**TASK DIRECTIONS:** Each line in the records below, from the one that contains "rejected by ONNX" to the one that contains "the output as", should be reproduced exactly, the first and last included.

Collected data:
########################################
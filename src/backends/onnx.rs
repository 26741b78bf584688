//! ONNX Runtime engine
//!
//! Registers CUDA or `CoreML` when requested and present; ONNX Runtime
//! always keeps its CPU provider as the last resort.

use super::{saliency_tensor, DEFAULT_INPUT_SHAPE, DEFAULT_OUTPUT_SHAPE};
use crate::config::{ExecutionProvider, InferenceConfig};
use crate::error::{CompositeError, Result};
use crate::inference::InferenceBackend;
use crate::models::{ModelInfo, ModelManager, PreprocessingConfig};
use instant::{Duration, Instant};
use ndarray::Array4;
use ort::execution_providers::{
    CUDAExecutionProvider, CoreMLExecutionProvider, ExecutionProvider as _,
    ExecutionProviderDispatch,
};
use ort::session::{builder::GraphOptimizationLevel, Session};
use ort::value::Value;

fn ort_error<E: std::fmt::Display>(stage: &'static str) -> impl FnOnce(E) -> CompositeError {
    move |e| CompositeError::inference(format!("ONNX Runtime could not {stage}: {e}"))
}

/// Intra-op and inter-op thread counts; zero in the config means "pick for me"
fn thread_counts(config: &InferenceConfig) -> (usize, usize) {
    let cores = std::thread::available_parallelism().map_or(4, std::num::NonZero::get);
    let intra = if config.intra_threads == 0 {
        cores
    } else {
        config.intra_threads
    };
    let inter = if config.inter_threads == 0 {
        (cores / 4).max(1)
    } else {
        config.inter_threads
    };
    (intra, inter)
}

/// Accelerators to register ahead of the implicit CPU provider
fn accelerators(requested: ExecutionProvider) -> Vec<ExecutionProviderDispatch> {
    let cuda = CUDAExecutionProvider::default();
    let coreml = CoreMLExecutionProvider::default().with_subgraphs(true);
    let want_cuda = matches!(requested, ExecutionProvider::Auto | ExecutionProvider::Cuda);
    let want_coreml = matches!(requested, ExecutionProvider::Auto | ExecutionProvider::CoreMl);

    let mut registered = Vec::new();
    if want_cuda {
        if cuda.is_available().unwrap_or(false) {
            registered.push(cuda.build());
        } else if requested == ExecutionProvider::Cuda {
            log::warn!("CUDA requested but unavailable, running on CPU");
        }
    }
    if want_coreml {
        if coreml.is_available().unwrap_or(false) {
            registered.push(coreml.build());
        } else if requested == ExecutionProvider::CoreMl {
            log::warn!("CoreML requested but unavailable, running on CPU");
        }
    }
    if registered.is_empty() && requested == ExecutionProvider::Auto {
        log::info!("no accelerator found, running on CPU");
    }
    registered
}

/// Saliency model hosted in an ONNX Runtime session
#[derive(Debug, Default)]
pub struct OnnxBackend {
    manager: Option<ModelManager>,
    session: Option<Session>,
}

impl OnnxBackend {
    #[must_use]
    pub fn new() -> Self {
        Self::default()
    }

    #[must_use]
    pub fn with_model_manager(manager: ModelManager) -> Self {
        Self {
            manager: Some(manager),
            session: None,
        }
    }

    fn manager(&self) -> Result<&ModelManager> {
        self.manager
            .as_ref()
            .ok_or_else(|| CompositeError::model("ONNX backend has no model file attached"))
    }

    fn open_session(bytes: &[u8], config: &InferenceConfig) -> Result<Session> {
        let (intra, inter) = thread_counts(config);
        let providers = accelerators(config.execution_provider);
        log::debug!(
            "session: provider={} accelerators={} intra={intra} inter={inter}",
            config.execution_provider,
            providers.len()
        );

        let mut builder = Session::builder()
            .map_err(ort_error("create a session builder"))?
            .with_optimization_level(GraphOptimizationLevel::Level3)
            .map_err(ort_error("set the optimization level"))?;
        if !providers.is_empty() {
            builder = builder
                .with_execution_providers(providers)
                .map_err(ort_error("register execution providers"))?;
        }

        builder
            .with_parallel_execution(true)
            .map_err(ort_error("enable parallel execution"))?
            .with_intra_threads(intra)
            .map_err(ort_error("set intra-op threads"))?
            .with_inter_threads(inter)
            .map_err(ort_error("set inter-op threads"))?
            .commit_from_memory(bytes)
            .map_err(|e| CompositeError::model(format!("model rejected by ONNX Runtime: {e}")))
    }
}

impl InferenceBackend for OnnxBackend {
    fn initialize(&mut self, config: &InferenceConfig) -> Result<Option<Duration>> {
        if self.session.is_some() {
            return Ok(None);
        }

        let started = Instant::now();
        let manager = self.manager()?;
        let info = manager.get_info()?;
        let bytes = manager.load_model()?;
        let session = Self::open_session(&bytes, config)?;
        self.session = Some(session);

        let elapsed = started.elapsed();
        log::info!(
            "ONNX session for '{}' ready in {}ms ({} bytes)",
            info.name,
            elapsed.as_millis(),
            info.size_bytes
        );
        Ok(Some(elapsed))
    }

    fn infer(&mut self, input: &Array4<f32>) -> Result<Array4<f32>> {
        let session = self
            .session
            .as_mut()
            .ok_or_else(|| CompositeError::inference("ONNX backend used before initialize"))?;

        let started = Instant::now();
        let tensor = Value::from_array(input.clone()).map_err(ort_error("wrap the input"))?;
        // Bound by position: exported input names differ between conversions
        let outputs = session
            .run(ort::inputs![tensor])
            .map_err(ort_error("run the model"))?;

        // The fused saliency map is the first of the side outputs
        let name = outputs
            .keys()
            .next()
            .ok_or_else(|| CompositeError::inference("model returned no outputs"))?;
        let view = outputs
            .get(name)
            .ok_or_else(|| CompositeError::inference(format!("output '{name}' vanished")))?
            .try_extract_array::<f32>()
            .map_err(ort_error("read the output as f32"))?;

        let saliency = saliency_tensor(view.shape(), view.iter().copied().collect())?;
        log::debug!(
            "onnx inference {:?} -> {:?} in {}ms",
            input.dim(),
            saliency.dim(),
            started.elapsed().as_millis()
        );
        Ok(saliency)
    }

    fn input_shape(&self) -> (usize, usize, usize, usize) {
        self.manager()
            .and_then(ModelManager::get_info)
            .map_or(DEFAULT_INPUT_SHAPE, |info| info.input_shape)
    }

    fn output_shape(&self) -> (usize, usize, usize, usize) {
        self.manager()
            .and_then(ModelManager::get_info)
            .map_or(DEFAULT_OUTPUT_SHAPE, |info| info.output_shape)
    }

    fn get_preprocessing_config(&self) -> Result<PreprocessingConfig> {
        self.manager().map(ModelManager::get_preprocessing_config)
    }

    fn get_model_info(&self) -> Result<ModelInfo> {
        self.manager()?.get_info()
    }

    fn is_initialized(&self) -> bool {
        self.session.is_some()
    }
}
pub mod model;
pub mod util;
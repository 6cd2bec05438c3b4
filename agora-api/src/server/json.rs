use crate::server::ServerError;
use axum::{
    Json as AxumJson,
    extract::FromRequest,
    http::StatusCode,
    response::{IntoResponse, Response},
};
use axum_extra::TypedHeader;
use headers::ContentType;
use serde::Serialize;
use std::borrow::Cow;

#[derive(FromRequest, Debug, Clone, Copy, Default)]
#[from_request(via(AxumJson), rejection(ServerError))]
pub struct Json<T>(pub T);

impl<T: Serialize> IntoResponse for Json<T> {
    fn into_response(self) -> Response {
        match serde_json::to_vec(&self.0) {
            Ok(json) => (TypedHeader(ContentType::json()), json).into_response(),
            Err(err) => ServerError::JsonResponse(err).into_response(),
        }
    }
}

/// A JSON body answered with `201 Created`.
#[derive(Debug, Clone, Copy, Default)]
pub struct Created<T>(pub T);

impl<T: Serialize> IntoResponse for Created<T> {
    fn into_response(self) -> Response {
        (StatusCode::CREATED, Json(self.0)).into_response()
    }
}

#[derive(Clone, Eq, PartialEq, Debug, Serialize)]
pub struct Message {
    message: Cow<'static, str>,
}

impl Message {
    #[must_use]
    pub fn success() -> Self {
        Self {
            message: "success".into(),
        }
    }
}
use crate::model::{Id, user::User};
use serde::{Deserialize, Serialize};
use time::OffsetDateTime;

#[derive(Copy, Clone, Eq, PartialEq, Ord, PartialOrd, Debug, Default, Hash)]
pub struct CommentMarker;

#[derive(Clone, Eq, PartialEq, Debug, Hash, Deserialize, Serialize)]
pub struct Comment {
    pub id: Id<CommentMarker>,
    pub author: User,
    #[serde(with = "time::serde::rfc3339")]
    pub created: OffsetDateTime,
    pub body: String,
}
########################################
**SOLUTION TO THE EXERCISE:**
            .map_err(|e| CompositeError::model(format!("model rejected by ONNX Runtime: {e}")))
    }
}

impl InferenceBackend for OnnxBackend {
    fn initialize(&mut self, config: &InferenceConfig) -> Result<Option<Duration>> {
        if self.session.is_some() {
            return Ok(None);
        }

        let started = Instant::now();
        let manager = self.manager()?;
        let info = manager.get_info()?;
        let bytes = manager.load_model()?;
        let session = Self::open_session(&bytes, config)?;
        self.session = Some(session);

        let elapsed = started.elapsed();
        log::info!(
            "ONNX session for '{}' ready in {}ms ({} bytes)",
            info.name,
            elapsed.as_millis(),
            info.size_bytes
        );
        Ok(Some(elapsed))
    }

    fn infer(&mut self, input: &Array4<f32>) -> Result<Array4<f32>> {
        let session = self
            .session
            .as_mut()
            .ok_or_else(|| CompositeError::inference("ONNX backend used before initialize"))?;

        let started = Instant::now();
        let tensor = Value::from_array(input.clone()).map_err(ort_error("wrap the input"))?;
        // Bound by position: exported input names differ between conversions
        let outputs = session
            .run(ort::inputs![tensor])
            .map_err(ort_error("run the model"))?;

        // The fused saliency map is the first of the side outputs
        let name = outputs
            .keys()
            .next()
            .ok_or_else(|| CompositeError::inference("model returned no outputs"))?;
        let view = outputs
            .get(name)
            .ok_or_else(|| CompositeError::inference(format!("output '{name}' vanished")))?
            .try_extract_array::<f32>()
            .map_err(ort_error("read the output as f32"))?;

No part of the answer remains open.